■ Instructions for the task:
Review the material line by line. Identify and copy every line that contains the string "could".
• • • • •
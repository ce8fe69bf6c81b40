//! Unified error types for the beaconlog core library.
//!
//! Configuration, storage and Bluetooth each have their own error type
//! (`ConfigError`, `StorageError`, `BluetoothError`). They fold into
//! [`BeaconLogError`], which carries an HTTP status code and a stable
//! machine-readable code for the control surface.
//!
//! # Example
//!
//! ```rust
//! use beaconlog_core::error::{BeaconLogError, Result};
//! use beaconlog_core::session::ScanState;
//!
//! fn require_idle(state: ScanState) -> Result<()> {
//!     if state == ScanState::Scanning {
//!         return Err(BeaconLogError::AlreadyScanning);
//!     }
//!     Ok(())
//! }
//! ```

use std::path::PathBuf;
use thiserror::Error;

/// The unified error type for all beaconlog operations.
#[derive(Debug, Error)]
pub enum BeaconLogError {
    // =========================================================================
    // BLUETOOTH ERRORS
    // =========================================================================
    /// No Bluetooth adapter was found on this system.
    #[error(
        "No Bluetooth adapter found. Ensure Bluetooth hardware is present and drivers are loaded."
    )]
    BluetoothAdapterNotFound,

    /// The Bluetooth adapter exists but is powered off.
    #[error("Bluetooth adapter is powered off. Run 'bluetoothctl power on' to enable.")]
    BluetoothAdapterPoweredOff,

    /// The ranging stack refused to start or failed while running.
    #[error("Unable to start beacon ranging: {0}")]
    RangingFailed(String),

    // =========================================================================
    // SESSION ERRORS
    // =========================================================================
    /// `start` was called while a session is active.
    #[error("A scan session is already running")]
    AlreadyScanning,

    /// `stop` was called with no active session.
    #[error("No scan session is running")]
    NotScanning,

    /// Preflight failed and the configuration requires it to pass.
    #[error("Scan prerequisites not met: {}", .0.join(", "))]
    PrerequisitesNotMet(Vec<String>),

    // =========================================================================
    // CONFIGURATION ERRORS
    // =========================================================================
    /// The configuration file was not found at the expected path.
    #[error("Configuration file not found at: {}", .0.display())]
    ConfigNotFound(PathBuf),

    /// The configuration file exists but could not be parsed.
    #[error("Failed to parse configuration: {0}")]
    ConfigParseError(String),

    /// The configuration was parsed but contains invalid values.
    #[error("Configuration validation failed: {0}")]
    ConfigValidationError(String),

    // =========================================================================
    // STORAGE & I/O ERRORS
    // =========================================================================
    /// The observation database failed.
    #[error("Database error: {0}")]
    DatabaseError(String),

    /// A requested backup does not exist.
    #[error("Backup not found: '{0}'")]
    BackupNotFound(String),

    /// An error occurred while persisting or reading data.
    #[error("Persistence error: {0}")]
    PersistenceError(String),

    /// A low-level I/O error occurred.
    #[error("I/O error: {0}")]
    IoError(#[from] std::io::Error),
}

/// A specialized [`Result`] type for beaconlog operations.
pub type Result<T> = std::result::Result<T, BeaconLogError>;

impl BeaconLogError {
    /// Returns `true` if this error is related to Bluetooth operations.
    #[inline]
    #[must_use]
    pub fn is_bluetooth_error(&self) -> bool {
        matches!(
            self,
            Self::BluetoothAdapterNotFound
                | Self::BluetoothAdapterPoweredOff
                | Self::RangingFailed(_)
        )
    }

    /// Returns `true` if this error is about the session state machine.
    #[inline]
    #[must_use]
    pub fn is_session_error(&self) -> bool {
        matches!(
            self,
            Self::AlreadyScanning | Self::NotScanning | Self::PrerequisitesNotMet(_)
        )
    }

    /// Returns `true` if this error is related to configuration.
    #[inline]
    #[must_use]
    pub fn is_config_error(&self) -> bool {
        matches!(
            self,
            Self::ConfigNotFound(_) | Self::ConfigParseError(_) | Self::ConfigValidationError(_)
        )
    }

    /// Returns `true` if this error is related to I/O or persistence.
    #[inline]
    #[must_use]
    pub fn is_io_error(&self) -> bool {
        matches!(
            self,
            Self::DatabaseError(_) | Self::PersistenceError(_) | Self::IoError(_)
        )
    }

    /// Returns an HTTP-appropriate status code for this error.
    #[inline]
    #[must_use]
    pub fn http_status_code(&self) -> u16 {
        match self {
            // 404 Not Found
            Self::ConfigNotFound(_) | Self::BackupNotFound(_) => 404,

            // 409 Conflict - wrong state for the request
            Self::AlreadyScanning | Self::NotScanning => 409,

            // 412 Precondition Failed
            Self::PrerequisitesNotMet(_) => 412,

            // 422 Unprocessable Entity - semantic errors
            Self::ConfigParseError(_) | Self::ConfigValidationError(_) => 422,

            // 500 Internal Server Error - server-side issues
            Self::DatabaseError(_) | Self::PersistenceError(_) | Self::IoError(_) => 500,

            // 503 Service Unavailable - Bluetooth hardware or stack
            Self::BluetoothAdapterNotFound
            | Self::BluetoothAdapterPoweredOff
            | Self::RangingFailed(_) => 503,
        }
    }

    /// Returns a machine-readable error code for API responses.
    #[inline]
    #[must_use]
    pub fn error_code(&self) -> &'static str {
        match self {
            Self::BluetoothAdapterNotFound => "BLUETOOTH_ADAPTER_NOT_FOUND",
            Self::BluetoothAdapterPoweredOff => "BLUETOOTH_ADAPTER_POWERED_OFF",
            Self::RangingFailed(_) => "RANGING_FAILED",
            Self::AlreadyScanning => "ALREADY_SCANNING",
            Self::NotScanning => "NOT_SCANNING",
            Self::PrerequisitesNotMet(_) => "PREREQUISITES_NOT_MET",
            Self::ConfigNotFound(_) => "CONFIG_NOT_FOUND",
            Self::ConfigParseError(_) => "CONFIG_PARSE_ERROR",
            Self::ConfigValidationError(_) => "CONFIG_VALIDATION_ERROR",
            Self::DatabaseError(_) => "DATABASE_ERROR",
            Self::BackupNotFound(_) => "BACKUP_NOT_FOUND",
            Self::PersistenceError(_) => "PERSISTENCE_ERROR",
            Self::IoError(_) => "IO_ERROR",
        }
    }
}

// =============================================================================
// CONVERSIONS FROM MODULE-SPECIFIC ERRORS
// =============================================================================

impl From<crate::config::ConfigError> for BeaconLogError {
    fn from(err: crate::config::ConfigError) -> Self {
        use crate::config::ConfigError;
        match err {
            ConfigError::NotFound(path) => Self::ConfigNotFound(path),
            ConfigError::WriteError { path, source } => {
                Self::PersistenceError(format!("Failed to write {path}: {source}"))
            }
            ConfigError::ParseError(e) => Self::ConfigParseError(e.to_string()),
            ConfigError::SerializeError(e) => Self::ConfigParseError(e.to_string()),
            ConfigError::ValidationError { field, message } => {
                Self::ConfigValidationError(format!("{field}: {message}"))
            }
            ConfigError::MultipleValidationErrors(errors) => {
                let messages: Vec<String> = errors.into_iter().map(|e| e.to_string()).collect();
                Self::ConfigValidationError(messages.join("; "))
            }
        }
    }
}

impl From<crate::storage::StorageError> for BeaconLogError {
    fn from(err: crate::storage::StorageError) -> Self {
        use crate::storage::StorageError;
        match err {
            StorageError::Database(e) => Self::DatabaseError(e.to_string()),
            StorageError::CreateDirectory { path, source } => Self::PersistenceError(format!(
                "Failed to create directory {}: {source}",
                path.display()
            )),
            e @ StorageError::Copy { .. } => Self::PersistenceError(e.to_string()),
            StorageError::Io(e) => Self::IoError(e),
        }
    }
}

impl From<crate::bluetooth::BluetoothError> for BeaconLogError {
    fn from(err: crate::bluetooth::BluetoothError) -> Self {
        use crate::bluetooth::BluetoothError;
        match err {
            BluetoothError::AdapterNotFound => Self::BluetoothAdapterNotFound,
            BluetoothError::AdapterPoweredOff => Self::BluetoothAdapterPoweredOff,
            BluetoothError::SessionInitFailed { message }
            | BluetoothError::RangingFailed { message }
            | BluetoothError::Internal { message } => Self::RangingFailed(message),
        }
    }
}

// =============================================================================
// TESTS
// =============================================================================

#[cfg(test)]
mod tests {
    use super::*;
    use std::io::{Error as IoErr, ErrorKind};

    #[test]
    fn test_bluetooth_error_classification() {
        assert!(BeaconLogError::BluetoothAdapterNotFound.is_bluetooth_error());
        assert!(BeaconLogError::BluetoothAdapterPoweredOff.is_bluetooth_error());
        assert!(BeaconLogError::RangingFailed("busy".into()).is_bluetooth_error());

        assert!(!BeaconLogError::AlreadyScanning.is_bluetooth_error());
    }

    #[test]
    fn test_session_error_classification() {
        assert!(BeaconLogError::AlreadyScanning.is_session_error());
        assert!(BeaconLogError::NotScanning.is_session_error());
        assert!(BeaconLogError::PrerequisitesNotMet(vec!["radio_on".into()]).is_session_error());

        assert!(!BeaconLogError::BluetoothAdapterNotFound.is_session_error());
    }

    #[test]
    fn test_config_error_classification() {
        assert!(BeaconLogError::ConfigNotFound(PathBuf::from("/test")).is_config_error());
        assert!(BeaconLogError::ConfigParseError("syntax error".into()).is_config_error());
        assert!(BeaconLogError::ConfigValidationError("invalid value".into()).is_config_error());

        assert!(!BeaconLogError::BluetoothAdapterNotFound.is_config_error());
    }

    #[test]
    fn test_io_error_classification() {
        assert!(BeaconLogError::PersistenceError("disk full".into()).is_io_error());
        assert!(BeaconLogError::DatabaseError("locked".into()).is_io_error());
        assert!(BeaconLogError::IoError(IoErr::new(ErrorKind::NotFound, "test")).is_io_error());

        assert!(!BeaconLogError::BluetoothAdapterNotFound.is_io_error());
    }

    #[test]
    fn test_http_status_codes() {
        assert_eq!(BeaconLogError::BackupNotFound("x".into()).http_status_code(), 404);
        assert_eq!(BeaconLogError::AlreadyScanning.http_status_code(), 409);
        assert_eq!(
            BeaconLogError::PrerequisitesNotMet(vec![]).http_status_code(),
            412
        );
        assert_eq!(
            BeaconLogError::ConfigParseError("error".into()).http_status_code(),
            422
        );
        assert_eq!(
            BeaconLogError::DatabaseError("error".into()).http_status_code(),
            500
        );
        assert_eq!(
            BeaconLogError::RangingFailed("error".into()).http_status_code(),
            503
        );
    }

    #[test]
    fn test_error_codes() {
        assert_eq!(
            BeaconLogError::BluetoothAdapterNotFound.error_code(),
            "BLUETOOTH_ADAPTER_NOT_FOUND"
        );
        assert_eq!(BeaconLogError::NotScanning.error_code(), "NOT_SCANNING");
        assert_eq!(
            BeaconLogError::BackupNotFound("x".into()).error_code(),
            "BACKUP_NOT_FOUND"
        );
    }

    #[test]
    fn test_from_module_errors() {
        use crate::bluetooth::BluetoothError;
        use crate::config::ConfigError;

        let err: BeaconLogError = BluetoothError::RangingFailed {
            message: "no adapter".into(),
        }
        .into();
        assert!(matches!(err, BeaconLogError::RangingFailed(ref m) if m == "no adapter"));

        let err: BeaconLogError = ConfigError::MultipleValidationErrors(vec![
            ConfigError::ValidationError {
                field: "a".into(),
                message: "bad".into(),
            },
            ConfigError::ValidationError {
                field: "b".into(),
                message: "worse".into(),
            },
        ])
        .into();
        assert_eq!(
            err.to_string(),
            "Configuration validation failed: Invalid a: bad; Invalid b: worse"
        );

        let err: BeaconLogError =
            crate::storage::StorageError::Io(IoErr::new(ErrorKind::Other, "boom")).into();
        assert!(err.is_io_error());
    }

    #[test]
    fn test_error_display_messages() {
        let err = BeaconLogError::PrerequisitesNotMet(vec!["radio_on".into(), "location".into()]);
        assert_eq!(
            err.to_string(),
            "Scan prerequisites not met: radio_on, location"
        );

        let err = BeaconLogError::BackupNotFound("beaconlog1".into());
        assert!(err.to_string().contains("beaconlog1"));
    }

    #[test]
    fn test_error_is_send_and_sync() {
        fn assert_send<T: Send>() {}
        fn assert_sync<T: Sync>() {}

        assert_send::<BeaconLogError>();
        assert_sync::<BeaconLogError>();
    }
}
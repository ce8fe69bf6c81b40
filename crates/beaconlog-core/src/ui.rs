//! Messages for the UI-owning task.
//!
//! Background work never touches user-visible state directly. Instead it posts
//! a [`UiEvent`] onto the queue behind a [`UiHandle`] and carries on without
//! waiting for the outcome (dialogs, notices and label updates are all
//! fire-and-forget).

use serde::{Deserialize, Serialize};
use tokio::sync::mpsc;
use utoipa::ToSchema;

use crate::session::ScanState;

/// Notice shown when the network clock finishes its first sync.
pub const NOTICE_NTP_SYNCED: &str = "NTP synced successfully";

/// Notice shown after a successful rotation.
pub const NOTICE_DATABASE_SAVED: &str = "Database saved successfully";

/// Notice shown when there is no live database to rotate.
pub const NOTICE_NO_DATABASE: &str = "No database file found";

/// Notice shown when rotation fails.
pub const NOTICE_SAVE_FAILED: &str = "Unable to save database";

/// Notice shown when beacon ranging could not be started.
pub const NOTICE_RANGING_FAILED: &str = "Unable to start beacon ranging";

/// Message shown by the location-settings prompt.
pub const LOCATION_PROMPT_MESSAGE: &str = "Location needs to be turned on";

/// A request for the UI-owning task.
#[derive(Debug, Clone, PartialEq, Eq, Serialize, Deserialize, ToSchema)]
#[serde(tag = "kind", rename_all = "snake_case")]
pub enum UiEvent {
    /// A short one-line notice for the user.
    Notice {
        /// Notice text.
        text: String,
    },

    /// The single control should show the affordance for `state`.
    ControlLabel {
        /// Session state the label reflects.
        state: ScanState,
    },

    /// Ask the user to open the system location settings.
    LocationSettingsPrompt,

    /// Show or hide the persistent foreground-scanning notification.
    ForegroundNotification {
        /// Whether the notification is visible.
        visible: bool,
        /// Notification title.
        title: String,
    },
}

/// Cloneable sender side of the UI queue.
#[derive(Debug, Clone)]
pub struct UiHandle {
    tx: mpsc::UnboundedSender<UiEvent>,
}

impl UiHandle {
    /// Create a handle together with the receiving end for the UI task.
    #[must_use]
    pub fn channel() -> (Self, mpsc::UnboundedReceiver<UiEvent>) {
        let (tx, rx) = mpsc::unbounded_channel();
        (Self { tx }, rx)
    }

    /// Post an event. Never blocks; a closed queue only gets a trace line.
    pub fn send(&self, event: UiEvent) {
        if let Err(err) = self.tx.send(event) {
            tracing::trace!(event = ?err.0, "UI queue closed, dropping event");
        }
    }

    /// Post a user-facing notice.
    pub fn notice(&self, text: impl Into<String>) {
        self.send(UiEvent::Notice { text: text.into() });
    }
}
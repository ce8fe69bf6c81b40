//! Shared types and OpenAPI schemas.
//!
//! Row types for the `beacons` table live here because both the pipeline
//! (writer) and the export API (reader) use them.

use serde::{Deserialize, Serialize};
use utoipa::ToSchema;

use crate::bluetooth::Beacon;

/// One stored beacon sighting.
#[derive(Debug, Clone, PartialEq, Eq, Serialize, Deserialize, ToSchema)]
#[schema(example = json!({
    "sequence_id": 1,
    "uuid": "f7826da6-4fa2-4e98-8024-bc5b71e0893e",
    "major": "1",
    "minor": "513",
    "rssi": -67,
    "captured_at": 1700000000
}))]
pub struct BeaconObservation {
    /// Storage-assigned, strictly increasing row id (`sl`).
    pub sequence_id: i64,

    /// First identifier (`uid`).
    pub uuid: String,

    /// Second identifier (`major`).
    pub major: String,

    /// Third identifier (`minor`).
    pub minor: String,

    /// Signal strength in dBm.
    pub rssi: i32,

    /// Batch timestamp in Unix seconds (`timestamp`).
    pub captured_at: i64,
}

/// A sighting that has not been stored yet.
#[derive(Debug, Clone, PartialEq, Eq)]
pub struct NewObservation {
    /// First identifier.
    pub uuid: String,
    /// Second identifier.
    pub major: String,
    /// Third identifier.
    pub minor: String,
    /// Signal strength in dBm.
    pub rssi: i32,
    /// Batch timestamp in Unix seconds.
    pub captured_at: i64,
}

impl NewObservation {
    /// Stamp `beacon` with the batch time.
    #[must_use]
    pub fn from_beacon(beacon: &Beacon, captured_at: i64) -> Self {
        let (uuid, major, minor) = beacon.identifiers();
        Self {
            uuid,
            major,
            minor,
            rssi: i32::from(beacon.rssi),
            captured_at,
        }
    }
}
• • • • •
■ Reply:
    /// The configuration file exists but could not be parsed.
/// Notice shown when beacon ranging could not be started.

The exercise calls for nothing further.